WHAT TO PRODUCE =
The entries below hold a line with "matching_lines(text, &vocab.job_title_words)" and a line with "untouched), or an empty string.". Return those lines and all that lie between them, exactly and only.

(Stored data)
========================================================================
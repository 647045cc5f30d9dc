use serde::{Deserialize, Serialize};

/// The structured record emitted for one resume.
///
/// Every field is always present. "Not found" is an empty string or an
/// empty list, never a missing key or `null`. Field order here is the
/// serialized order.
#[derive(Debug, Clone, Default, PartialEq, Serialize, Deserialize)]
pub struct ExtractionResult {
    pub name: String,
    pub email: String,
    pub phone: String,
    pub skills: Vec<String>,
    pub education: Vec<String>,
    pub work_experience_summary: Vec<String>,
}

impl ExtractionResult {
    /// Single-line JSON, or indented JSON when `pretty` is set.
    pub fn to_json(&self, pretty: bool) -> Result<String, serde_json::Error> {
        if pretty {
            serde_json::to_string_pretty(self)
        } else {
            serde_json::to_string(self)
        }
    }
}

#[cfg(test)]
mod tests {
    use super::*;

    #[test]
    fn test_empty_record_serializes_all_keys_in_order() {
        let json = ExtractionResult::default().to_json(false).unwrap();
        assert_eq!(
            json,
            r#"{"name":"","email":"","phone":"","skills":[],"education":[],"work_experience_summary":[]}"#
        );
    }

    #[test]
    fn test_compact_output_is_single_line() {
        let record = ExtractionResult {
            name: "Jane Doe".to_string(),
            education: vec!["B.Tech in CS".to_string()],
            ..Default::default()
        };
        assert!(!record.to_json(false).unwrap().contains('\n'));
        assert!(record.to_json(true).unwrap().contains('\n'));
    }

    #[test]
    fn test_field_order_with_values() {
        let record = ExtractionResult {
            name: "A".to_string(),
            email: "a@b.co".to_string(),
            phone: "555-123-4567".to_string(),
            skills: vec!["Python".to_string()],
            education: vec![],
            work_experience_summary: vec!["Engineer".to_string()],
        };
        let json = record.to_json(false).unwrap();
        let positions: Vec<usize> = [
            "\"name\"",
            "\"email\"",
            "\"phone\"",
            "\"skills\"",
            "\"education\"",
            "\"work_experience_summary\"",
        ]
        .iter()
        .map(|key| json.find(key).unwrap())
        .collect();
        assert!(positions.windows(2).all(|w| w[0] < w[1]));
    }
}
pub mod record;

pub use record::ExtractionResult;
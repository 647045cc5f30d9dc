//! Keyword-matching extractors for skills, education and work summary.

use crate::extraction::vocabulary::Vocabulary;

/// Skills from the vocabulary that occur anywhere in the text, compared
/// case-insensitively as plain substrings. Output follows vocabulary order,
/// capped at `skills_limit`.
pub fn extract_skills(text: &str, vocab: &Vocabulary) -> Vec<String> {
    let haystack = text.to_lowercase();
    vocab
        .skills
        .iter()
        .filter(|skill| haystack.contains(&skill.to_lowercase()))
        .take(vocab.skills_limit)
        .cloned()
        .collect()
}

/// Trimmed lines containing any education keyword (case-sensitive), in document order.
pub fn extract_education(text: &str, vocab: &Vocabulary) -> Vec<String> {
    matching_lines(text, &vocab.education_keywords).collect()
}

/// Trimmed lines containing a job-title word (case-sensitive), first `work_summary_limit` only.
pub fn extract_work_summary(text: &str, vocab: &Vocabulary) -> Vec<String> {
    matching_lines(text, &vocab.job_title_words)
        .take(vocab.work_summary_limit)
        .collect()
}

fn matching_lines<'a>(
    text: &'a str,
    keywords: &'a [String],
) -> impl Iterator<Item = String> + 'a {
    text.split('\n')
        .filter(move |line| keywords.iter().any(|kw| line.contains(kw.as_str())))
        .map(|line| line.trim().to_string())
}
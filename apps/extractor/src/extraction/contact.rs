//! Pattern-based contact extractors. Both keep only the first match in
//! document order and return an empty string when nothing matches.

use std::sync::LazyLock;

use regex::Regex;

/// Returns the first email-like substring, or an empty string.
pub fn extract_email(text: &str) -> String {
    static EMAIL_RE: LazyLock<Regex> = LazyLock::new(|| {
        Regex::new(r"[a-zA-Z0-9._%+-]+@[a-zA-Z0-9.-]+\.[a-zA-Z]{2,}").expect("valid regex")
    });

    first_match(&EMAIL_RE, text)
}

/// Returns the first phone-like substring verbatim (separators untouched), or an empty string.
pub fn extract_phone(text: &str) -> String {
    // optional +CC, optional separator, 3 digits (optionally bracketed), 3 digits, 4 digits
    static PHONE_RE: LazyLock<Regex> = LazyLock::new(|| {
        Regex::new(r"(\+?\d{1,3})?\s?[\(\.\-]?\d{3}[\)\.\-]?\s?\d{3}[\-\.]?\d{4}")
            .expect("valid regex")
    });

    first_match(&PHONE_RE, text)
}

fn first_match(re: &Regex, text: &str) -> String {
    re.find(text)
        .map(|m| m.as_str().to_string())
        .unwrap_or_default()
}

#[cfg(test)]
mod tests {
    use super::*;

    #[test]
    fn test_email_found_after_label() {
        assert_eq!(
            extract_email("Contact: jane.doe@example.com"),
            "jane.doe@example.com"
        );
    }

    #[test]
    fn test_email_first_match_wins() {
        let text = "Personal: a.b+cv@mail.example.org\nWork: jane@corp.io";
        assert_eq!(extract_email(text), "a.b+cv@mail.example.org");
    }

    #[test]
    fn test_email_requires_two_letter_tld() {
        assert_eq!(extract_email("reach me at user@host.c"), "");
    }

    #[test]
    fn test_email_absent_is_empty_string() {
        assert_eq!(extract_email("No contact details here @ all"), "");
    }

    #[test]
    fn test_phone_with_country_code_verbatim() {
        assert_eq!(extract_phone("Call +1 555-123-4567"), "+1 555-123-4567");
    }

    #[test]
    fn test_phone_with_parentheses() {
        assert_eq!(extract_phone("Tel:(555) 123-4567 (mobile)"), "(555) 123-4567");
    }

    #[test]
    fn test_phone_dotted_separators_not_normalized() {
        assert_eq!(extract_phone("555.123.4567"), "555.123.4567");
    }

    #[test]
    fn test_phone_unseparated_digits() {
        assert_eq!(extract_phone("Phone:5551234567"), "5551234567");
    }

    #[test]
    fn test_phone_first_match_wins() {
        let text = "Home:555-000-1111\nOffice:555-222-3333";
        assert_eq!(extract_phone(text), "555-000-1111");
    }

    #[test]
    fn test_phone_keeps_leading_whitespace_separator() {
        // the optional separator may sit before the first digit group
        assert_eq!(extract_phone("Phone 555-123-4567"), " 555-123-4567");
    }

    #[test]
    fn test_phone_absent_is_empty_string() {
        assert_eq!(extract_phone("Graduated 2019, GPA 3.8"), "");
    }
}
========================================================================
ANSWER TO THIS EXERCISE =
    matching_lines(text, &vocab.job_title_words)
        .take(vocab.work_summary_limit)
        .collect()
}

fn matching_lines<'a>(
    text: &'a str,
    keywords: &'a [String],
) -> impl Iterator<Item = String> + 'a {
    text.split('\n')
        .filter(move |line| keywords.iter().any(|kw| line.contains(kw.as_str())))
        .map(|line| line.trim().to_string())
}
filename apps/extractor/src/extraction/contact.rs
//! Pattern-based contact extractors. Both keep only the first match in
//! document order and return an empty string when nothing matches.

use std::sync::LazyLock;

use regex::Regex;

/// Returns the first email-like substring, or an empty string.
pub fn extract_email(text: &str) -> String {
    static EMAIL_RE: LazyLock<Regex> = LazyLock::new(|| {
        Regex::new(r"[a-zA-Z0-9._%+-]+@[a-zA-Z0-9.-]+\.[a-zA-Z]{2,}").expect("valid regex")
    });

    first_match(&EMAIL_RE, text)
}

/// Returns the first phone-like substring verbatim (separators untouched), or an empty string.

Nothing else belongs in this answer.